Step 3: Querying the Data Mapping Table

  1. View catalogs.

    show catalogs;

  2. Run the following command to query the databases in a catalog:

    show databases from catalog name;

  3. Switch to the specified catalog.

    switch catalog name;

  4. View the specified table in a database.

    show tables from 'catalog name'.'database';

    Specify the table.

    select * from 'catalog name'.'database name'.'table name';
    Note

    The use database; command is intended solely for testing environments with a limited number of data tables. Use this command with extreme caution in production clusters. In environments with a large number of data tables, executing this command will load metadata for all tables, potentially causing a significant surge in pressure on the Hive Metastore. This increased load can negatively impact the stability and performance of the MRS production environment.

FAQs

  • If the following error message is displayed, perform a active/standby switchover for HDFS nodes on FusionInsight Manager.
    mysql> select * from hive_hdfs_test2;
    ERROR 1105 (HY000): errCode = 2, detailMessage = get file split failed for table: hive_hdfs_test2, err: org.apache.hadoop.ipc.RemoteException: Operation category READ is not supported in state standby.

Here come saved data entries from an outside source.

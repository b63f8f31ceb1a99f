//! System Command Runner
//!
//! Spawns local subprocesses with piped output and streams it through
//! `SessionLogStream`.

use std::process::{Command, Stdio};

use tracing::debug;

use crate::domain::ports::{CommandRunner, CommandSpec, LogObserver};
use crate::error::RolloutResult;

use super::stream::SessionLogStream;

/// Command runner backed by `std::process`
#[derive(Debug, Default, Clone, Copy)]
pub struct SystemCommandRunner;

impl SystemCommandRunner {
    pub fn new() -> Self {
        Self
    }

    /// Check whether a program can be spawned at all
    ///
    /// Only a failed spawn counts as missing; tools disagree on which
    /// version flag exits zero.
    pub fn check_available(program: &str) -> bool {
        Command::new(program)
            .arg("-V")
            .stdin(Stdio::null())
            .stdout(Stdio::null())
            .stderr(Stdio::null())
            .status()
            .is_ok()
    }

    fn command(spec: &CommandSpec) -> Command {
        let mut cmd = Command::new(&spec.program);
        cmd.args(&spec.args)
            .stdin(Stdio::null())
            .stdout(Stdio::piped())
            .stderr(Stdio::piped());
        if let Some(dir) = &spec.cwd {
            cmd.current_dir(dir);
        }
        for (key, value) in &spec.env {
            cmd.env(key, value);
        }
        for (key, secret) in &spec.secret_env {
            cmd.env(key, secret.expose());
        }
        cmd
    }
}

impl CommandRunner for SystemCommandRunner {
    fn run(&self, spec: &CommandSpec, observer: &dyn LogObserver) -> RolloutResult<i32> {
        debug!(command = %spec.display(), cwd = ?spec.cwd, "spawning");
        let mut child = Self::command(spec).spawn()?;
        let code = SessionLogStream::new(observer).run(&mut child)?;
        debug!(command = %spec.program, code, "exited");
        Ok(code)
    }

    fn is_available(&self, program: &str) -> bool {
        Self::check_available(program)
    }
}

#[cfg(test)]
mod tests {
    use super::*;
    use crate::domain::value_objects::{LogEvent, Secret};
    use std::sync::Mutex;

    #[derive(Default)]
    struct Collect(Mutex<Vec<String>>);

    impl LogObserver for Collect {
        fn on_line(&self, event: LogEvent) {
            self.0.lock().unwrap().push(event.sanitized);
        }
    }

    #[test]
    fn missing_program_is_unavailable() {
        assert!(!SystemCommandRunner::check_available(
            "rollout-definitely-not-a-real-binary"
        ));
    }

    #[cfg(unix)]
    #[test]
    fn run_passes_env_and_secret_env() {
        let collect = Collect::default();
        let spec = CommandSpec::new("sh")
            .args(["-c", "echo \"$GREETING $TOKEN\""])
            .env("GREETING", "hello")
            .secret_env("TOKEN", Secret::new("t0k"));

        let code = SystemCommandRunner.run(&spec, &collect).unwrap();
        assert_eq!(code, 0);
        assert_eq!(collect.0.lock().unwrap().as_slice(), ["hello t0k".to_string()]);
    }

    #[cfg(unix)]
    #[test]
    fn run_honours_working_directory() {
        let dir = tempfile::tempdir().unwrap();
        std::fs::write(dir.path().join("marker.txt"), "").unwrap();
        let collect = Collect::default();
        let spec = CommandSpec::new("ls").current_dir(dir.path());
        SystemCommandRunner.run(&spec, &collect).unwrap();
        assert!(collect.0.lock().unwrap().contains(&"marker.txt".to_string()));
    }

    #[test]
    fn spawn_failure_is_an_error() {
        let spec = CommandSpec::new("rollout-definitely-not-a-real-binary");
        assert!(SystemCommandRunner
            .run(&spec, &crate::domain::ports::DiscardObserver)
            .is_err());
    }
}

Visit https://s.apache.org/sbnn-error
    at org.apache.hadoop.hdfs.server.namenode.ha.StandbyState.checkOperation(StandbyState.java:108)
    at org.apache.hadoop.hdfs.server.namenode.NameNode$NameNodeHAContext.checkOperation(NameNode.java:2200)
    at org.apache.hadoop.hdfs.server.namenode.FSNamesystem.checkOperation(FSNamesystem.java:
  • When creating a Catalog, you can use the parameter file.meta.cache.ttl-second to set the automatic expiration time of the Hive partition file cache, or set this value to 0 (unit: second) to disable the partition file cache. The following provides an example.
    CREATE CATALOG hive_catalog PROPERTIES (
    'type'='hms',
    'hive.metastore.uris' = 'thrift://127.x.x.x:port',
    'obs.access_key' = '***',
    'obs.secret_key' = '***',
    'obs.endpoint' = '***',
    'obs.region' = '***'
    'file.meta.cache.ttl-second' = '60'
    );